Sábado, 7 De Março : Cardeal Joseph Ratzinger


Meditando nesta parábola, não devemos esquecer a figura do filho mais velho. Em certo sentido, ele não é menos importante que o mais novo, de maneira que esta história podia muito bem ter como título, que talvez fosse até mais adequado, «Parábola dos dois irmãos». Com a figura dos dois irmãos, o texto situa-se no coração de uma longa história bíblica, que teve início com o episódio de Caim e Abel, foi retomada com os irmãos Isaac e Ismael, depois Jacob e Esaú, e é interpretada em diferentes parábolas de Jesus.

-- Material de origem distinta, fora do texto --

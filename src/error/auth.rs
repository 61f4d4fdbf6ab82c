//! Authentication-related error types.
//!
//! This module defines errors raised by the auth provider during sign-up,
//! sign-in, sign-out and session lookup.

use thiserror::Error;

use super::category::ErrorCategory;

/// Authentication-specific error variants.
#[derive(Debug, Clone, PartialEq, Error)]
pub enum AuthError {
    /// No user is signed in.
    #[error("Not authenticated")]
    NotAuthenticated,

    /// Email/password pair was rejected.
    #[error("Invalid login credentials")]
    InvalidCredentials,

    /// Sign-up was refused (address taken, weak password, signups disabled).
    #[error("Sign-up rejected: {message}")]
    SignUpRejected { message: String },

    /// The provider answered without a user record.
    #[error("No user data returned")]
    MissingUser,

    /// The provider could not be reached.
    #[error("Auth provider unreachable: {message}")]
    Connection { message: String },

    /// Any other non-success answer from the provider.
    #[error("Authentication API error ({status}): {message}")]
    Api { status: u16, message: String },
}

impl AuthError {
    pub fn category(&self) -> ErrorCategory {
        match self {
            AuthError::Connection { .. } => ErrorCategory::Network,
            AuthError::SignUpRejected { .. } => ErrorCategory::User,
            AuthError::MissingUser => ErrorCategory::Client,
            AuthError::Api { status, .. } if *status >= 500 => ErrorCategory::Server,
            _ => ErrorCategory::Auth,
        }
    }

    /// Check if this error might be resolved by signing in again.
    pub fn requires_reauth(&self) -> bool {
        matches!(
            self,
            AuthError::NotAuthenticated | AuthError::Api { status: 401, .. }
        )
    }

    /// Get a user-friendly error message.
    pub fn user_message(&self) -> String {
        match self {
            AuthError::NotAuthenticated => {
                "You are not signed in. Please sign in to continue.".to_string()
            }
            AuthError::InvalidCredentials => "Invalid email or password.".to_string(),
            AuthError::SignUpRejected { message } => message.clone(),
            AuthError::MissingUser => "No user data returned".to_string(),
            AuthError::Connection { .. } => {
                "Unable to reach the sign-in service. Please check your internet connection."
                    .to_string()
            }
            AuthError::Api { status, message } => match *status {
                401 => "Your session has expired. Please sign in again.".to_string(),
                _ => format!("Authentication error: {}", message),
            },
        }
    }

    /// Get a short error code for logging.
    pub fn error_code(&self) -> &'static str {
        match self {
            AuthError::NotAuthenticated => "E_AUTH_NOT_AUTH",
            AuthError::InvalidCredentials => "E_AUTH_INVALID",
            AuthError::SignUpRejected { .. } => "E_AUTH_SIGNUP",
            AuthError::MissingUser => "E_AUTH_NO_USER",
            AuthError::Connection { .. } => "E_AUTH_CONN",
            AuthError::Api { .. } => "E_AUTH_API",
        }
    }
}

impl From<reqwest::Error> for AuthError {
    fn from(err: reqwest::Error) -> Self {
        AuthError::Connection {
            message: err.to_string(),
        }
    }
}

impl From<serde_json::Error> for AuthError {
    fn from(err: serde_json::Error) -> Self {
        AuthError::Api {
            status: 0,
            message: format!("Invalid response format: {}", err),
        }
    }
}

Na pregação de Jesus, as figuras dos dois irmãos refletem sobretudo o problema da relação Israel-pagãos. [...] Ao descobrir que os pagãos são chamados sem estarem submetidos às obrigações da Lei, Israel exprime a sua amargura: «Há tantos anos que eu te sirvo, sem nunca transgredir uma ordem tua»; com as palavras: «Filho, tu estás sempre comigo, e tudo o que é meu é teu», a misericórdia de Deus convida Israel a festejar. Mas o significado deste irmão mais velho é ainda mais abrangente. Em certo sentido, ele representa o homem devoto, ou seja todos os que permaneceram com o Pai sem desobedecer às suas ordens. O momento do regresso do pecador desperta o ciúme, esse veneno até então oculto no fundo da sua alma. Porquê este ciúme? Ele mostra que os muito «devotos» também escondem no seu coração o desejo do país longínquo e das suas seduções. A inveja revela que estas pessoas não compreenderam realmente a beleza da pátria, a felicidade do «tudo o que é meu é teu», a liberdade de ser filho e proprietário; parece que também elas desejam secretamente a felicidade do país longínquo. [...] E, no fim, não entram na festa; no fim, permanecem de fora. [...] A figura do irmão mais velho obriga-nos a um exame de consciência; esta figura permite-nos compreender a reinterpretação dos dez mandamentos que é feita no Sermão da Montanha (cf Mt 5,28). Não é não somente o adultério exterior, mas também o interior, que nos afasta de Deus: é possível permanecer em casa e ao mesmo tempo partir. É também deste modo que devemos compreender a «abundância», a estrutura da justiça cristã: ela traduz-se num «não» à inveja e num «sim» à misericórdia divina.